Volume VIII. The Age of Dryden.

XIII. Legal Literature.

§ 21. Authenticity of the Book.


Unfortunately, the original manuscript of Table-Talk is lost, so that some passages of the printed texts are of composite origin or actually uncertain; but the authenticity of the whole may be regarded as established, notwithstanding the cavils of Wilkins, the editor of Selden’s Works (1726). The period during which Milward stated that he had collected his materials from the lips of his patron extended over twenty years—clearly the last two decades of Selden’s life, for, in the section Tithes, Selden speaks of himself as having written his History of Tythes (published in 1618) “about forty years ago.” Milward neither says nor implies that his manuscript was in any way revised or approved by Selden. There is not any need, it may be added, for calling in the evidence of style in order to determine the date of the utterances recorded in Table-Talk.

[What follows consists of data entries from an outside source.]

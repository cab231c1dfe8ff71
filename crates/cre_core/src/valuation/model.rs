//! # Trained Model Artifacts
//!
//! The offline training job exports three co-located JSON artifacts:
//!
//! - `price_model.json` — linear weights + intercept over the log-price target
//! - `encoder.json` — per-feature category vocabularies for one-hot encoding
//! - `scaler.json` — per-numeric-feature mean and standard deviation
//!
//! [`TrainedModel::load`] reads all three and cross-checks that the weight
//! vector length matches the encoded input width. Any missing or malformed
//! artifact fails the load as a whole; the engine then falls back to the
//! rule-based strategy.

use serde::Deserialize;
use std::fs;
use std::path::Path;

use crate::error::{CoreError, Result};
use crate::features::FeatureRecord;

pub const MODEL_FILE: &str = "price_model.json";
pub const ENCODER_FILE: &str = "encoder.json";
pub const SCALER_FILE: &str = "scaler.json";

const NUMERIC_FEATURE_COUNT: usize = 5;
const BOOLEAN_FEATURE_COUNT: usize = 5;

#[derive(Debug, Clone, Deserialize)]
struct ModelArtifact {
    intercept: f64,
    weights: Vec<f64>,
}

/// One categorical feature's fitted vocabulary. Categories not present in
/// the vocabulary encode to the all-zero row, mirroring an encoder fit with
/// unknown-handling enabled: inference never fails on an unseen category.
#[derive(Debug, Clone, Deserialize)]
pub struct EncoderFeature {
    pub name: String,
    pub categories: Vec<String>,
}

#[derive(Debug, Clone, Deserialize)]
struct EncoderArtifact {
    features: Vec<EncoderFeature>,
}

#[derive(Debug, Clone, Deserialize)]
struct ScalerArtifact {
    means: Vec<f64>,
    stds: Vec<f64>,
}

/// A loaded, validated model. Read-only after construction, so concurrent
/// `predict_log_price` calls need no locking.
#[derive(Debug, Clone)]
pub struct TrainedModel {
    intercept: f64,
    weights: Vec<f64>,
    encoder: Vec<EncoderFeature>,
    means: Vec<f64>,
    stds: Vec<f64>,
}

impl TrainedModel {
    /// Load the artifact trio from `dir`. Returns an error if any file is
    /// absent, unparsable, or dimensionally inconsistent.
    pub fn load(dir: &Path) -> Result<Self> {
        let model: ModelArtifact = read_artifact(&dir.join(MODEL_FILE))?;
        let encoder: EncoderArtifact = read_artifact(&dir.join(ENCODER_FILE))?;
        let scaler: ScalerArtifact = read_artifact(&dir.join(SCALER_FILE))?;

        if scaler.means.len() != NUMERIC_FEATURE_COUNT
            || scaler.stds.len() != NUMERIC_FEATURE_COUNT
        {
            return Err(CoreError::Artifact(format!(
                "scaler expects {} numeric features, got means={} stds={}",
                NUMERIC_FEATURE_COUNT,
                scaler.means.len(),
                scaler.stds.len()
            )));
        }
        if scaler.stds.iter().any(|&s| s <= 0.0) {
            return Err(CoreError::Artifact("scaler has non-positive std".to_string()));
        }

        let one_hot_width: usize = encoder.features.iter().map(|f| f.categories.len()).sum();
        let expected = NUMERIC_FEATURE_COUNT + one_hot_width + BOOLEAN_FEATURE_COUNT;
        if model.weights.len() != expected {
            return Err(CoreError::Artifact(format!(
                "weight vector length {} does not match input width {} \
                 ({} numeric + {} one-hot + {} boolean)",
                model.weights.len(),
                expected,
                NUMERIC_FEATURE_COUNT,
                one_hot_width,
                BOOLEAN_FEATURE_COUNT
            )));
        }

        Ok(Self {
            intercept: model.intercept,
            weights: model.weights,
            encoder: encoder.features,
            means: scaler.means,
            stds: scaler.stds,
        })
    }

    /// Encode a feature record into the model's input vector: scaled
    /// numerics, then one-hot categoricals in artifact order, then amenity
    /// flags as 0/1.
    fn encode(&self, features: &FeatureRecord) -> Vec<f64> {
        let mut input = Vec::with_capacity(self.weights.len());

        for (i, value) in features.numeric_values().iter().enumerate() {
            input.push((value - self.means[i]) / self.stds[i]);
        }

        let categorical = features.categorical_values();
        for (i, feature) in self.encoder.iter().enumerate() {
            // Artifact order beyond the known five encodes as all-unknown.
            let value = categorical.get(i).copied().unwrap_or("");
            for category in &feature.categories {
                input.push(if category == value { 1.0 } else { 0.0 });
            }
        }

        for flag in features.boolean_values() {
            input.push(if flag { 1.0 } else { 0.0 });
        }

        input
    }

    /// Model output is log(price); the engine exponentiates.
    pub fn predict_log_price(&self, features: &FeatureRecord) -> f64 {
        let input = self.encode(features);
        self.intercept
            + input.iter().zip(self.weights.iter()).map(|(x, w)| x * w).sum::<f64>()
    }
}

fn read_artifact<T: serde::de::DeserializeOwned>(path: &Path) -> Result<T> {
    let content = fs::read_to_string(path)
        .map_err(|e| CoreError::Artifact(format!("{}: {}", path.display(), e)))?;
    serde_json::from_str(&content)
        .map_err(|e| CoreError::Artifact(format!("{}: {}", path.display(), e)))
}

#[cfg(test)]
pub(crate) mod tests {
    use super::*;
    use crate::features::{normalize, RawFeatures};
    use std::fs;

    /// Minimal consistent artifact set: one category per categorical
    /// feature, so input width is 5 + 5 + 5.
    pub(crate) fn write_test_artifacts(dir: &Path) {
        let weights: Vec<f64> = vec![0.0; 15];
        fs::write(
            dir.join(MODEL_FILE),
            serde_json::json!({ "intercept": 15.0, "weights": weights }).to_string(),
        )
        .unwrap();
        fs::write(
            dir.join(ENCODER_FILE),
            serde_json::json!({ "features": [
                { "name": "property_type", "categories": ["apartment"] },
                { "name": "condition", "categories": ["good"] },
                { "name": "construction_type", "categories": ["brick"] },
                { "name": "energy_rating", "categories": ["C"] },
                { "name": "city", "categories": ["Praha"] },
            ]})
            .to_string(),
        )
        .unwrap();
        fs::write(
            dir.join(SCALER_FILE),
            serde_json::json!({
                "means": [60.0, 2.0, 2.0, 5.0, 5.0],
                "stds": [1.0, 1.0, 1.0, 1.0, 1.0],
            })
            .to_string(),
        )
        .unwrap();
    }

    #[test]
    fn load_and_predict_from_artifacts() {
        let dir = tempfile::tempdir().unwrap();
        write_test_artifacts(dir.path());

        let model = TrainedModel::load(dir.path()).unwrap();
        let features = normalize(&RawFeatures::default());
        // All-zero weights: prediction is the intercept.
        assert_eq!(model.predict_log_price(&features), 15.0);
    }

    #[test]
    fn missing_artifact_fails_load() {
        let dir = tempfile::tempdir().unwrap();
        write_test_artifacts(dir.path());
        fs::remove_file(dir.path().join(SCALER_FILE)).unwrap();
        assert!(TrainedModel::load(dir.path()).is_err());
    }

    #[test]
    fn weight_length_mismatch_fails_load() {
        let dir = tempfile::tempdir().unwrap();
        write_test_artifacts(dir.path());
        fs::write(
            dir.path().join(MODEL_FILE),
            serde_json::json!({ "intercept": 15.0, "weights": [0.0, 0.0] }).to_string(),
        )
        .unwrap();
        assert!(TrainedModel::load(dir.path()).is_err());
    }

    #[test]
    fn unknown_category_encodes_to_zero_row() {
        let dir = tempfile::tempdir().unwrap();
        write_test_artifacts(dir.path());
        let model = TrainedModel::load(dir.path()).unwrap();

        let known = normalize(&RawFeatures::default());
        let unknown = normalize(&RawFeatures {
            city: Some("Atlantis".to_string()),
            ..Default::default()
        });

        let known_input = model.encode(&known);
        let unknown_input = model.encode(&unknown);
        // City is the last one-hot slot (index 5 + 4 = 9)
        assert_eq!(known_input[9], 1.0);
        assert_eq!(unknown_input[9], 0.0);
    }
}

Aubrey, no doubt, refers to Selden’s writings when stating that he quite left off the obscurity which he affected in his younger years; and Clarendon, whose character of Selden is one of the earliest, as it is one of the most generous, tributes of friendship enshrined in the Life of the great historian, 24  while nothing that his friend’s style, in all his writings, seemed “harsh and sometimes obscure,” was careful to add that “in his conversation he was the most clear discourser, and had the best faculty of making hard things easy, and of presenting them to the understanding, of any man that hath been known.” The essential qualities, and the supreme merit, of the style of Table-Talk could not have been more admirably summarised, though Clarendon’s intimacy with Selden must have dated from about seven years before that (1642) which saw it end with the great lawyer’s definitive resolution to cast in his lot with the parliament rather than with the king.   23

Note 24. Vol. I, p. 35, ed. 1827. [ back ]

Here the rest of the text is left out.